Implementation:FlagOpen FlagEmbedding MLVU Ego Data
| Knowledge Sources | |
|---|---|
| Domains | Video Understanding, Egocentric Vision, Question Answering |
| Last Updated | 2026-02-09 00:00 GMT |
Overview
Benchmark dataset for egocentric video understanding with first-person perspective question answering.
Description
The MLVU Ego dataset contains 4578 egocentric video questions that test models' ability to understand first-person perspective videos. These questions typically involve activities recorded from the camera wearer's viewpoint, requiring understanding of object interactions, spatial reasoning, and temporal sequences from an egocentric perspective. Questions often use first-person language ("What did I...") and focus on actions, object locations, and procedural understanding.

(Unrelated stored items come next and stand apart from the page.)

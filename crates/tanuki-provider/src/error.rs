use thiserror::Error;

use crate::types::ProviderId;

#[derive(Debug, Error)]
/// Failures raised while resolving, probing or running a provider CLI.
pub enum ProviderError {
    #[error("unknown provider '{0}'")]
    UnknownProvider(String),
    #[error("no adapter registered for provider '{0}'")]
    AdapterMissing(ProviderId),
    #[error("{provider} cli '{binary}' is not available: {detail}")]
    CliUnavailable {
        provider: ProviderId,
        binary: String,
        detail: String,
    },
    #[error("failed to spawn {provider} cli '{binary}': {detail}")]
    Spawn {
        provider: ProviderId,
        binary: String,
        detail: String,
    },
    #[error("{provider} cli i/o failed: {source}")]
    Io {
        provider: ProviderId,
        #[source]
        source: std::io::Error,
    },
    #[error("{provider} cli failed with status {status}: {summary}")]
    NonZeroExit {
        provider: ProviderId,
        status: String,
        summary: String,
    },
}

This dataset is particularly challenging as it requires:
- Understanding first-person perspective and camera motion
- Tracking object interactions and manipulations
- Spatial reasoning from egocentric viewpoint
- Temporal reasoning about action sequences
- Memory of past events in the video
Usage
Use this dataset for evaluating egocentric video understanding, benchmarking action recognition from first-person view, or training models on procedural task understanding.
Code Reference
Source Location
- Repository: FlagOpen_FlagEmbedding
- File: research/MLVU/data/3_ego.json
Data Structure
{
"video": str, # Video filename
"duration": float, # Video duration in seconds
"question": str, # First-person question (often "What did I...")

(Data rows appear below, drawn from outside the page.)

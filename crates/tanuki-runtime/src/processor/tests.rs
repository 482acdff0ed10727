//! Event processor workflows against in-memory GitLab, workspace and
//! assistant fakes.

use std::collections::{BTreeMap, VecDeque};
use std::path::{Path, PathBuf};
use std::sync::atomic::{AtomicUsize, Ordering};
use std::sync::{Arc, Mutex};
use std::time::Duration;

use anyhow::{bail, Context, Result};
use async_trait::async_trait;
use serde_json::json;
use tanuki_gitlab::{
    CreateMergeRequest, DiffPosition, Discussion, GitlabApi, MergeRequest,
    MergeRequestDiff, MergeRequestUpdate, Note, Noteable, PrepareOptions, Project,
    ProjectWorkspace, PushOutcome, WebhookEvent,
};
use tanuki_provider::{
    AiExecutor, ExecutionCallback, ExecutionContext, ExecutionOutcome, ProviderId,
    SessionOptions,
};
use tanuki_session::{MemorySessionStorage, SessionKey, SessionManager, SessionManagerConfig};
use tempfile::{tempdir, TempDir};

use super::{elapsed_ms, EventProcessor, ProcessStatus};
use crate::config::ProcessorConfig;

mod merge_request_workflows;

#[derive(Debug, Clone, Copy, PartialEq, Eq)]
enum NoteKind {
    Comment,
    DiscussionReply,
}

#[derive(Debug, Clone)]
struct PostedNote {
    kind: NoteKind,
    noteable: Noteable,
    body: String,
    edits: usize,
}

#[derive(Default)]
struct FakeGitlabState {
    next_note_id: u64,
    notes: BTreeMap<u64, PostedNote>,
    discussion_reply_attempts: usize,
    resolved: Vec<String>,
    branches: Vec<(String, String)>,
    merge_requests: Vec<CreateMergeRequest>,
    merge_request_updates: Vec<(u64, MergeRequestUpdate)>,
    fail_merge_request_updates: bool,
    diff_discussions: Vec<(String, DiffPosition)>,
    discussions: Vec<Discussion>,
    fail_discussion_replies: bool,
    merge_request: Option<MergeRequest>,
    diffs: Vec<MergeRequestDiff>,
}

#[derive(Default)]
struct FakeGitlab {
    state: Mutex<FakeGitlabState>,
}

impl FakeGitlab {
    fn state(&self) -> std::sync::MutexGuard<'_, FakeGitlabState> {
        self.state.lock().expect("gitlab state")
    }

    fn notes(&self) -> Vec<PostedNote> {
        self.state().notes.values().cloned().collect()
    }

    /// Body of the first note we posted, which carries progress and result.
    fn reply_body(&self) -> String {
        self.notes()
            .first()
            .map(|note| note.body.clone())
            .unwrap_or_default()
    }

    fn insert_note(&self, kind: NoteKind, noteable: Noteable, body: &str) -> Note {
        let mut state = self.state();
        state.next_note_id += 1;
        let id = state.next_note_id;
        state.notes.insert(
            id,
            PostedNote {
                kind,
                noteable,
                body: body.to_string(),
                edits: 0,
            },
        );
        Note {
            id,
            body: body.to_string(),
            ..Note::default()
        }
    }

    fn edit_note(&self, note_id: u64, body: &str) -> Result<()> {
        let mut state = self.state();
        let note = state.notes.get_mut(&note_id).context("unknown note")?;
        note.body = body.to_string();
        note.edits += 1;
        Ok(())
    }
}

"candidates": List[str], # Four candidate answers
"answer": str, # Correct answer
"question_type": str # Always "ego"
}
Import
import json
# Load egocentric video dataset
with open("research/MLVU/data/3_ego.json", "r") as f:
ego_data = [json.loads(line) for line in f]
I/O Contract
Inputs
| Name | Type | Required | Description |
|---|---|---|---|
| file_path | str | Yes | Path to the ego dataset JSON file |
Outputs
| Field | Type | Description |
|---|---|---|
| video | str | Egocentric video filename |
| duration | float | Video duration in seconds |
| question | str | First-person perspective question |
| candidates | List[str] | Four possible answers |
| answer | str | Correct answer |
| question_type | str | Type identifier ("ego") |
Usage Examples
import json
from typing import List, Dict
# Load ego dataset
def load_ego_data(file_path: str) -> List[Dict]:
with open(file_path, "r") as f:
return [json.loads(line) for line in f]
data = load_ego_data("research/MLVU/data/3_ego.json")
# Example entry
example = data[0]
print(f"Video: {example['video']}")
print(f"Duration: {example['duration']:.2f}s")

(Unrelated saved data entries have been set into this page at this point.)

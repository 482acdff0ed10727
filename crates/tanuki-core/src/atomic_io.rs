use std::path::Path;
use std::sync::atomic::{AtomicU64, Ordering};

use anyhow::{bail, Context, Result};

use crate::time_utils::current_unix_timestamp_ms;

static TEMP_FILE_COUNTER: AtomicU64 = AtomicU64::new(0);

/// Writes text using a temp file + rename so readers never observe partial data.
pub fn write_text_atomic(path: &Path, content: &str) -> Result<()> {
    if path.as_os_str().is_empty() {
        bail!("destination path cannot be empty");
    }
    if path.exists() && path.is_dir() {
        bail!("destination path '{}' is a directory", path.display());
    }

    let parent_dir = path
        .parent()
        .filter(|dir| !dir.as_os_str().is_empty())
        .unwrap_or_else(|| Path::new("."));
    std::fs::create_dir_all(parent_dir)
        .with_context(|| format!("failed to create {}", parent_dir.display()))?;

    let temp_name = format!(
        ".{}.tmp-{}-{}-{}",
        path.file_name()
            .and_then(|name| name.to_str())
            .unwrap_or("tanuki-state"),
        std::process::id(),
        current_unix_timestamp_ms(),
        TEMP_FILE_COUNTER.fetch_add(1, Ordering::Relaxed)
    );
    let temp_path = parent_dir.join(temp_name);
    std::fs::write(&temp_path, content)
        .with_context(|| format!("failed to write temporary file {}", temp_path.display()))?;
    if let Err(error) = std::fs::rename(&temp_path, path) {
        let _ = std::fs::remove_file(&temp_path);
        return Err(error).with_context(|| {
            format!(
                "failed to rename temporary file {} to {}",
                temp_path.display(),
                path.display()
            )
        });
    }
    Ok(())
}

print(f"Question: {example['question']}")
print(f"Candidates: {example['candidates']}")
print(f"Answer: {example['answer']}")
# Output:
# Video: ego_35.mp4
# Duration: 408.63s
# Question: What did I put in the orange trashcan
# Candidates: ['a lemon green sponge', 'a blue pen',
# 'a red apple', 'a yellow banana']
# Answer: a lemon green sponge
# Analyze question patterns
def analyze_question_patterns(data: List[Dict]) -> Dict:
patterns = {
"what_did_i": 0,
"where_was": 0,
"how_many": 0,
"which": 0,
"other": 0
}
for item in data:
question_lower = item['question'].lower()
if "what did i" in question_lower:
patterns["what_did_i"] += 1
elif "where was" in question_lower:
patterns["where_was"] += 1
elif "how many" in question_lower:
patterns["how_many"] += 1
elif "which" in question_lower:
patterns["which"] += 1
else:
patterns["other"] += 1
return patterns
patterns = analyze_question_patterns(data)
print("Question patterns:", patterns)
# Evaluate egocentric understanding
def evaluate_egocentric(model, data: List[Dict]) -> float:
correct = 0
for item in data:
video_path = f"videos/{item['video']}"
# Model predicts from egocentric perspective
prediction = model.answer_egocentric(
video_path,
item['question'],
item['candidates']
)
if prediction == item['answer']:
correct += 1
accuracy = correct / len(data)
return accuracy
# Filter by action type
object_interaction_questions = [
item for item in data
if "put" in item['question'].lower() or
"pick" in item['question'].lower() or
"place" in item['question'].lower()
]
location_questions = [
item for item in data
if "where" in item['question'].lower()
]
counting_questions = [
item for item in data
if "how many" in item['question'].lower()
]
print(f"Object interaction: {len(object_interaction_questions)}")
print(f"Location: {len(location_questions)}")
print(f"Counting: {len(counting_questions)}")